» **Your objective**: Where the word "StartRunning" occurs in a line of the listing, please copy the line.
--- Material shown Enclosed Below ---
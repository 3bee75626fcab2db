use std::panic::Location;
use std::sync::Arc;

use super::payload::StillImageCompletion;
use crate::models::config::{AudioConfiguration, ScanConfiguration};
use crate::models::error::CaptureError;
use crate::models::media::{CapacityReport, DevicePosition, RecordingOptions, SettingsChange};
use crate::models::session_info::{FinishedRecording, VideoCaptureSessionInfo};
use crate::models::snapshot::CapturerState;
use crate::models::state::Operation;
use crate::queue::completion::Completion;
use crate::resource::token::CapturerToken;

pub(crate) type Done = Completion<Result<(), CaptureError>>;

/// An orchestration call on its way to the current state.
pub(crate) enum Request {
    Initialize {
        position: DevicePosition,
        completion: Done,
    },
    StartRunning {
        token: CapturerToken,
        completion: Done,
    },
    StopRunning {
        token: CapturerToken,
        completion: Completion<bool>,
    },
    PrepareForRecording {
        audio: AudioConfiguration,
        completion: Done,
    },
    StartRecording {
        options: RecordingOptions,
        completion: Completion<Result<VideoCaptureSessionInfo, CaptureError>>,
    },
    StopRecording {
        completion: Completion<Result<FinishedRecording, CaptureError>>,
    },
    CancelRecording {
        completion: Completion<Result<VideoCaptureSessionInfo, CaptureError>>,
    },
    CaptureStillImage {
        aspect_ratio: Option<f64>,
        capture_session_id: String,
        completion: StillImageCompletion,
    },
    StartScan {
        config: ScanConfiguration,
        completion: Done,
    },
    StopScan {
        completion: Done,
    },
    ApplySettings {
        change: SettingsChange,
        completion: Completion<Result<Arc<CapturerState>, CaptureError>>,
    },
    ReportCapacity {
        report: CapacityReport,
    },
    RecreateSession {
        completion: Done,
    },
}

impl Request {
    pub(crate) fn operation(&self) -> Operation {
        match self {
            Self::Initialize { .. } => Operation::Initialize,
            Self::StartRunning { .. } => Operation::StartRunning,
            Self::StopRunning { .. } => Operation::StopRunning,
            Self::PrepareForRecording { .. } => Operation::PrepareForRecording,
            Self::StartRecording { .. } => Operation::StartRecording,
            Self::StopRecording { .. } => Operation::StopRecording,
            Self::CancelRecording { .. } => Operation::CancelRecording,
            Self::CaptureStillImage { .. } => Operation::CaptureStillImage,
            Self::StartScan { .. } => Operation::StartScan,
            Self::StopScan { .. } => Operation::StopScan,
            Self::ApplySettings { .. } => Operation::ApplySettings,
            Self::ReportCapacity { .. } => Operation::ReportCapacity,
            Self::RecreateSession { .. } => Operation::RecreateSession,
        }
    }

    /// Fail the caller's completion without doing anything.
    pub(crate) fn reject(self, error: CaptureError, state: Arc<CapturerState>) {
        match self {
            Self::Initialize { completion, .. }
            | Self::StartRunning { completion, .. }
            | Self::PrepareForRecording { completion, .. }
            | Self::StartScan { completion, .. }
            | Self::StopScan { completion }
            | Self::RecreateSession { completion } => completion.complete(Err(error)),
            Self::StopRunning { completion, .. } => completion.complete(false),
            Self::StartRecording { completion, .. } | Self::CancelRecording { completion } => {
                completion.complete(Err(error))
            }
            Self::StopRecording { completion } => completion.complete(Err(error)),
            Self::CaptureStillImage { completion, .. } => completion.complete((Err(error), state)),
            Self::ApplySettings { completion, .. } => completion.complete(Err(error)),
            Self::ReportCapacity { .. } => {}
        }
    }
}

/// A request plus what the book keeper needs to know about who sent it.
pub(crate) struct Envelope {
    pub(crate) request: Request,
    pub(crate) context: String,
    pub(crate) caller: &'static Location<'static>,
}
--- End of Enclosed Material shown ---
» **Solution for this exercise**:
    StartRunning {
            Self::StartRunning { .. } => Operation::StartRunning,
            | Self::StartRunning { completion, .. }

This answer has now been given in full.